Luke 18:8 – "When the Son of Man comes, will He find faith on earth?"

 

In 1989, Albert Mohler wrote an article entitled, "Are Southern Baptists Evangelicals?"  Even though there were some misgivings about this term, in regards to the overall options to be identified with the only place we fit is Evangelical.  That term still has meaning for us.  The options are Liberal, Evangelical, or everything else.  We don't want to be in the everything else category, so the evangelical moniker fits.  Other identification discussions also centered around the truth party vs. liberty party debates (coherent truth vs. soul liberty).  The bottom line of these introductory comments for Mohler is that in 1989 it was good to know that we had friends in the evangelical world in the midst of the debates surrounding the Conservative Resurgence in the Southern Baptist Convention.  But Mohler mentioned that twenty years after this article was published, he would not write the same thing today.  Today his title would bee, "We REALLY ARE BAPTISTS!"

 

We live in the midst of a culture and a religious experience that is marked by the following:

  1. Confusion over religious branding and over the purpose of denominationalism
  2. Weakness of parachurch organizations
  3. Evangelical identity issues. 

 

And thus the Southern Baptist Convention is headed for a crisis.  And this crisis will be focused on the forging of a new identity for the denomination.  Currently, across the board, we are seeing the death of cultural Christianity, which counted on people being involved in denominations and the religious experience just because it was the way it is culturally.  This is no longer the case. 

 

Today's crisis is a generational crisis and a new slogan will not suffice.  What is needed now is not a new slogan, but a resurgence in the Great Commission.  Only the cause of the Gospel will keep us together and strong enough to endure.  The gospel is the only message that saves.  We must ask the hard questions of ourselves.  We have been called to be a church on mission. 

 

This new generation is a Generation of Social Transformation, Historical Significance, and Global Responsibility.  Thomas Friedman recently wrote an article identifying three "bombs" that threatened the new generation.  Those bombs are the nuclear bomb (still a threat), the climate bomb, and the debt bomb.  But, according to Dr.

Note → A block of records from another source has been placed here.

#[tokio::test]
async fn s4_oversize_body_skips_scan_but_is_fully_forwarded() {
    let (scanner_addr, calls, _) = spawn_mock_server(vec![(200, scan_result_json("ALLOW", ""))]).await;
    let big = vec![b'A'; 1024 * 1024 + 1];
    let origin_addr = spawn_mock_origin("text/html", big.clone()).await;
    let state = build_state(test_config(scanner_addr, true), None);

    let (status, headers, body) = drive_get(origin_addr, "example.test", state).await;

    assert_eq!(status, StatusCode::OK);
    assert_eq!(body.len(), big.len());
    assert_eq!(headers.get("x-stronghold-scan-type").unwrap(), "skipped-oversized");
    assert_eq!(calls.load(Ordering::SeqCst), 0);
}

#[tokio::test]
async fn s5_payment_retry_succeeds_on_second_attempt() {
    let requirements = serde_json::json!({
        "scheme": "exact",
        "network": "base-sepolia",
        "recipient": "0x00000000000000000000000000000000000001",
        "amount": "2000",
        "currency": "USDC",
        "facilitator_url": "http://127.0.0.1:1/settle",
        "description": "scan fee",
    });
    let (scanner_addr, calls, payment_headers) = spawn_mock_server(vec![
        (402, serde_json::json!({"error": "payment required", "payment_requirements": requirements})),
        (200, scan_result_json("ALLOW", "")),
    ])
    .await;
    let origin_addr = spawn_mock_origin("text/html", b"<html>hi</html>".to_vec()).await;
    let wallet = test_wallet();
    let state = build_state(test_config(scanner_addr, true), Some(wallet.clone()));

    let (status, _headers, _body) = drive_get(origin_addr, "example.test", state).await;

    assert_eq!(status, StatusCode::OK);
    assert_eq!(calls.load(Ordering::SeqCst), 2);

    let headers = payment_headers.lock().unwrap();
    assert!(headers[0].is_none(), "first attempt must not carry X-Payment");
    let header = headers[1].as_ref().expect("second attempt carries X-Payment");
    let payload = stronghold_payments::parse_header(header).unwrap();
    assert_eq!(payload.amount, "2000");
    assert_eq!(payload.network, "base-sepolia");
    let recovered = stronghold_payments::evm::verify_payment(&payload).unwrap();
    assert_eq!(format!("{:#x}", recovered), payload.payer);
}

#[tokio::test]
async fn s6_payment_rejected_is_a_hard_502() {
    let requirements = serde_json::json!({
        "scheme": "exact",
        "network": "base-sepolia",
        "recipient": "0x00000000000000000000000000000000000001",
        "amount": "2000",
        "currency": "USDC",
        "facilitator_url": "http://127.0.0.1:1/settle",
        "description": "scan fee",
    });
    let rejected = (402, serde_json::json!({"error": "payment required", "payment_requirements": requirements}));
    let (scanner_addr, calls, _) = spawn_mock_server(vec![rejected.clone(), rejected]).await;
    let origin_addr = spawn_mock_origin("text/html", b"<html>hi</html>".to_vec()).await;
    let state = build_state(test_config(scanner_addr, true), Some(test_wallet()));

    let (status, _headers, body) = drive_get(origin_addr, "example.test", state).await;

    assert_eq!(status, StatusCode::BAD_GATEWAY);
    assert!(String::from_utf8_lossy(&body).contains("payment was rejected"));
    assert_eq!(calls.load(Ordering::SeqCst), 2);
}

#[tokio::test]
async fn missing_wallet_on_402_is_also_a_hard_502() {
    let requirements = serde_json::json!({
        "scheme": "exact",
        "network": "base-sepolia",
        "recipient": "0x00000000000000000000000000000000000001",
        "amount": "2000",
        "currency": "USDC",
        "facilitator_url": "http://127.0.0.1:1/settle",
        "description": "scan fee",
    });
    let (scanner_addr, calls, _) = spawn_mock_server(vec![(
        402,
        serde_json::json!({"error": "payment required", "payment_requirements": requirements}),
    )])
    .await;
    let origin_addr = spawn_mock_origin("text/html", b"<html>hi</html>".to_vec()).await;
    let state = build_state(test_config(scanner_addr, true), None);

    let (status, _headers, body) = drive_get(origin_addr, "example.test", state).await;

    assert_eq!(status, StatusCode::BAD_GATEWAY);
    assert!(String::from_utf8_lossy(&body).contains("no wallet configured"));
    assert_eq!(calls.load(Ordering::SeqCst), 1);
}

#[tokio::test]
async fn scan_upstream_failure_fails_open_when_configured() {
    // No scanner listening at this address at all: every scan call is a transport
    // failure, which must fall back to ALLOW when `fail_open = true`.
    let dead_addr: SocketAddr = "127.0.0.1:1".parse().unwrap();
    let origin_addr = spawn_mock_origin("text/html", b"<html>hi</html>".to_vec()).await;
    let state = build_state(test_config(dead_addr, true), None);

    let (status, headers, body) = drive_get(origin_addr, "example.test", state).await;

    assert_eq!(status, StatusCode::OK);
    assert_eq!(body.as_ref(), b"<html>hi</html>");
    assert_eq!(headers.get("x-stronghold-action").unwrap(), "allow");
}

#[tokio::test]
async fn scan_upstream_failure_fails_closed_when_configured() {
    let dead_addr: SocketAddr = "127.0.0.1:1".parse().unwrap();
    let origin_addr = spawn_mock_origin("text/html", b"<html>hi</html>".to_vec()).await;
    let state = build_state(test_config(dead_addr, false), None);

    let (status, _headers, body) = drive_get(origin_addr, "example.test", state).await;

    assert_eq!(status, StatusCode::FORBIDDEN);
    let json: serde_json::Value = serde_json::from_slice(&body).unwrap();
    assert_eq!(json["reason"], "Scan failed - blocking for safety");
}
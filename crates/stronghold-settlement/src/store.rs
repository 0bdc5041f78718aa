//! Persisted payment record store (§3, §4.6, §9 "Long-lived transactions → optimistic
//! claims"): a single SQLite file, one row per payment, claimed with compare-and-set
//! updates rather than held transactions.

use crate::error::SettlementError;
use rusqlite::{Connection, OptionalExtension, params};
use serde::{Deserialize, Serialize};
use std::path::Path;
use std::sync::Mutex;
use std::time::{SystemTime, UNIX_EPOCH};
use stronghold_types::payment::PaymentRequirements;
use stronghold_types::{PaymentRecord, PaymentStatus, X402Payload};

/// Everything the settlement worker needs to rebuild the §6.3 facilitator request,
/// serialized into the record's `payment_header` column (opaque to the schema itself).
#[derive(Debug, Clone, Serialize, Deserialize)]
pub struct SettlementEnvelope {
    pub payload: X402Payload,
    pub requirements: PaymentRequirements,
}

pub fn now_unix() -> i64 {
    SystemTime::now()
        .duration_since(UNIX_EPOCH)
        .expect("system clock before unix epoch")
        .as_secs() as i64
}

pub struct PaymentStore {
    conn: Mutex<Connection>,
}

impl PaymentStore {
    pub fn open(path: &Path) -> Result<Self, SettlementError> {
        let conn = Connection::open(path).map_err(|source| SettlementError::Open {
            path: path.display().to_string(),
            source,
        })?;
        conn.execute_batch(
            "CREATE TABLE IF NOT EXISTS payments (
                id TEXT PRIMARY KEY,
                payment_header TEXT NOT NULL,
                network TEXT NOT NULL,
                amount TEXT NOT NULL,
                status TEXT NOT NULL,
                settlement_attempts INTEGER NOT NULL,
                executed_at INTEGER NOT NULL,
                last_error TEXT
            );
            CREATE INDEX IF NOT EXISTS payments_status_idx ON payments(status, executed_at);",
        )?;
        Ok(Self {
            conn: Mutex::new(conn),
        })
    }

    pub fn open_in_memory() -> Result<Self, SettlementError> {
        let conn = Connection::open_in_memory()?;
        conn.execute_batch(
            "CREATE TABLE payments (
                id TEXT PRIMARY KEY,
                payment_header TEXT NOT NULL,
                network TEXT NOT NULL,
                amount TEXT NOT NULL,
                status TEXT NOT NULL,
                settlement_attempts INTEGER NOT NULL,
                executed_at INTEGER NOT NULL,
                last_error TEXT
            );
            CREATE INDEX payments_status_idx ON payments(status, executed_at);",
        )?;
        Ok(Self {
            conn: Mutex::new(conn),
        })
    }

    /// Inserts a fresh `reserved` row for a payment the scanner client just signed
    /// (§4.6, called from the proxy once a 402 retry succeeds).
    pub fn insert_reserved(
        &self,
        id: &str,
        payload: &X402Payload,
        requirements: &PaymentRequirements,
    ) -> Result<(), SettlementError> {
        let envelope = SettlementEnvelope {
            payload: payload.clone(),
            requirements: requirements.clone(),
        };
        let header = serde_json::to_string(&envelope)?;
        let conn = self.conn.lock().expect("settlement db mutex poisoned");
        conn.execute(
            "INSERT INTO payments (id, payment_header, network, amount, status, settlement_attempts, executed_at, last_error)
             VALUES (?1, ?2, ?3, ?4, ?5, 0, ?6, NULL)",
            params![
                id,
                header,
                payload.network,
                payload.amount,
                PaymentStatus::Reserved.as_str(),
                now_unix(),
            ],
        )?;
        Ok(())
    }

    /// Claims a `reserved` row for its first settlement attempt, transitioning it to
    /// `executing`. Returns `false` if another worker already claimed it.
    pub fn try_claim_reserved(&self, id: &str) -> Result<bool, SettlementError> {
        let conn = self.conn.lock().expect("settlement db mutex poisoned");
        let affected = conn.execute(
            "UPDATE payments SET status = ?1 WHERE id = ?2 AND status = ?3",
            params![
                PaymentStatus::Executing.as_str(),
                id,
                PaymentStatus::Reserved.as_str()
            ],
        )?;
        Ok(affected == 1)
    }

    /// Candidate rows for the retry loop: `failed` or `settling`, under the attempt
    /// ceiling, oldest first (§4.6 retry loop).
    pub fn retry_candidates(
        &self,
        max_attempts: u32,
        batch_size: u32,
    ) -> Result<Vec<PaymentRecord>, SettlementError> {
        let conn = self.conn.lock().expect("settlement db mutex poisoned");
        let mut stmt = conn.prepare(
            "SELECT id, payment_header, network, amount, status, settlement_attempts, executed_at, last_error
             FROM payments
             WHERE status IN (?1, ?2) AND settlement_attempts < ?3
             ORDER BY executed_at ASC
             LIMIT ?4",
        )?;
        let rows = stmt
            .query_map(
                params![
                    PaymentStatus::Failed.as_str(),
                    PaymentStatus::Settling.as_str(),
                    max_attempts,
                    batch_size,
                ],
                row_to_record,
            )?
            .collect::<Result<Vec<_>, _>>()?;
        Ok(rows)
    }

    /// Atomically claims `failed`/`settling` row `id` for a retry attempt: fences on
    /// both the previously-observed status and `settlement_attempts` so two workers
    /// racing the same row never both win (§4.6, §8 property 12, §9).
    pub fn try_claim_for_retry(
        &self,
        id: &str,
        expected_status: PaymentStatus,
        expected_attempts: u32,
    ) -> Result<bool, SettlementError> {
        let conn = self.conn.lock().expect("settlement db mutex poisoned");
        let affected = conn.execute(
            "UPDATE payments SET status = ?1, settlement_attempts = settlement_attempts + 1
             WHERE id = ?2 AND status = ?3 AND settlement_attempts = ?4",
            params![
                PaymentStatus::Settling.as_str(),
                id,
                expected_status.as_str(),
                expected_attempts,
            ],
        )?;
        Ok(affected == 1)
    }

    pub fn mark_completed(&self, id: &str, transaction: &str) -> Result<(), SettlementError> {
        let conn = self.conn.lock().expect("settlement db mutex poisoned");
        conn.execute(
            "UPDATE payments SET status = ?1, last_error = ?2, executed_at = ?3 WHERE id = ?4",
            params![
                PaymentStatus::Completed.as_str(),
                transaction,
                now_unix(),
                id
            ],
        )?;
        Ok(())
    }

    /// Records a settlement failure, returning the row to the `failed` pool
    /// (§7 "Settlement": stays failed until `max_attempts`, never silently dropped).
    pub fn mark_failed(&self, id: &str, error: &str) -> Result<(), SettlementError> {
        let conn = self.conn.lock().expect("settlement db mutex poisoned");
        conn.execute(
            "UPDATE payments SET status = ?1, last_error = ?2, executed_at = ?3 WHERE id = ?4",
            params![PaymentStatus::Failed.as_str(), error, now_unix(), id],
        )?;
        Ok(())
    }

    /// Marks `reserved` rows older than `ttl_secs` as `expired` (§3 invariant (c), §4.6
    /// expiration loop).
    pub fn expire_stale_reservations(&self, ttl_secs: u64) -> Result<usize, SettlementError> {
        let conn = self.conn.lock().expect("settlement db mutex poisoned");
        let cutoff = now_unix() - ttl_secs as i64;
        let affected = conn.execute(
            "UPDATE payments SET status = ?1 WHERE status = ?2 AND executed_at < ?3",
            params![PaymentStatus::Expired.as_str(), PaymentStatus::Reserved.as_str(), cutoff],
        )?;
        Ok(affected)
    }

    pub fn get(&self, id: &str) -> Result<Option<PaymentRecord>, SettlementError> {
        let conn = self.conn.lock().expect("settlement db mutex poisoned");
        let record = conn
            .query_row(
                "SELECT id, payment_header, network, amount, status, settlement_attempts, executed_at, last_error
                 FROM payments WHERE id = ?1",
                params![id],
                row_to_record,
            )
            .optional()?;
        Ok(record)
    }

    pub fn envelope_for(&self, id: &str) -> Result<Option<SettlementEnvelope>, SettlementError> {
        let record = self.get(id)?;
        Ok(match record {
            Some(record) => Some(serde_json::from_str(&record.payment_header)?),
            None => None,
        })
    }
}

fn row_to_record(row: &rusqlite::Row<'_>) -> rusqlite::Result<PaymentRecord> {
    let status: String = row.get(4)?;
    Ok(PaymentRecord {
        id: row.get(0)?,
        payment_header: row.get(1)?,
        network: row.get(2)?,
        amount: row.get(3)?,
        status: status.parse().unwrap_or(PaymentStatus::Failed),
        settlement_attempts: row.get(5)?,
        executed_at: row.get(6)?,
        last_error: row.get(7)?,
    })
}

#[cfg(test)]
mod tests {
    use super::*;

    fn sample_payload() -> X402Payload {
        X402Payload {
            network: "base-sepolia".into(),
            scheme: "exact".into(),
            payer: "0xabc".into(),
            receiver: "0xdef".into(),
            token_address: "0x036CbD53842c5426634e7929541eC2318f3dCF7e".into(),
            amount: "2000".into(),
            timestamp: 1_700_000_000,
            nonce: "0x00".repeat(32),
            signature: Some("0xsig".into()),
            transaction: None,
        }
    }

    fn sample_requirements() -> PaymentRequirements {
        PaymentRequirements {
            scheme: "exact".into(),
            network: "base-sepolia".into(),
            recipient: "0xdef".into(),
            amount: "2000".into(),
            currency: "USDC".into(),
            facilitator_url: "https://facilitator.example".into(),
            description: "scan".into(),
            fee_payer: None,
        }
    }

    #[test]
    fn insert_and_fetch_roundtrips() {
        let store = PaymentStore::open_in_memory().unwrap();
        store
            .insert_reserved("pay-1", &sample_payload(), &sample_requirements())
            .unwrap();
        let record = store.get("pay-1").unwrap().unwrap();
        assert_eq!(record.status, PaymentStatus::Reserved);
        assert_eq!(record.settlement_attempts, 0);

        let envelope = store.envelope_for("pay-1").unwrap().unwrap();
        assert_eq!(envelope.payload.amount, "2000");
        assert_eq!(envelope.requirements.facilitator_url, "https://facilitator.example");
    }

    #[test]
    fn only_one_worker_wins_the_retry_claim() {
        let store = PaymentStore::open_in_memory().unwrap();
        store
            .insert_reserved("pay-2", &sample_payload(), &sample_requirements())
            .unwrap();
        // Force into the failed pool as if a prior attempt had already run once.
        store.mark_failed("pay-2", "simulated failure").unwrap();
        let record = store.get("pay-2").unwrap().unwrap();
        assert_eq!(record.settlement_attempts, 0);

        let first = store
            .try_claim_for_retry("pay-2", PaymentStatus::Failed, 0)
            .unwrap();
        let second = store
            .try_claim_for_retry("pay-2", PaymentStatus::Failed, 0)
            .unwrap();
        assert!(first);
        assert!(!second);

        let record = store.get("pay-2").unwrap().unwrap();
        assert_eq!(record.status, PaymentStatus::Settling);
        assert_eq!(record.settlement_attempts, 1);
    }

    #[test]
    fn expiration_only_touches_stale_reserved_rows() {
        let store = PaymentStore::open_in_memory().unwrap();
        store
            .insert_reserved("pay-3", &sample_payload(), &sample_requirements())
            .unwrap();
        {
            let conn = store.conn.lock().unwrap();
            conn.execute(
                "UPDATE payments SET executed_at = ?1 WHERE id = 'pay-3'",
                params![now_unix() - 10_000],
            )
            .unwrap();
        }
        let expired = store.expire_stale_reservations(300).unwrap();
        assert_eq!(expired, 1);
        assert_eq!(store.get("pay-3").unwrap().unwrap().status, PaymentStatus::Expired);
    }
}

Mohler (and I agree with him), the 800 pound gorilla, or the proverbial pink elephant, in the room is what are we going to do for the cause of the Gospel! 

 

According to author Christian Smith, today's generation is marked by a "moralistic therapeutic deism".  This is a problem.  Again referring to Smith, Mohler mentioned that we are less sure even about the deism part.  Today's generation does not reject the gospel, but simply a shrug of indifference.  This is the Generation of Institutional Disinterest and this is the Generation that the Southern Baptist Convention's new generation is called to reach. 

 

Mohler implored the new generation not the leave the Southern Baptist Church, but to save it. We are to give ourselves not to the Southern Baptist Convention, but to Christ. 

 

This next Generation is the Generation to Go Deep!  Deep ecclesiology, deep missions, deep passion.  There can be no easy believism.  We should not give ourselves to the culture wars, the culture is lost and gone!  We are to give ourselves the Gospel ministry – all of us. 

 

When the Son of Man comes, will he find faith on earth?  Will he find a powerful demonstration of faith in the Southern Baptist Convention?  It is Dr. Mohler's and my prayer that Christ will indeed find such faith upon the earth!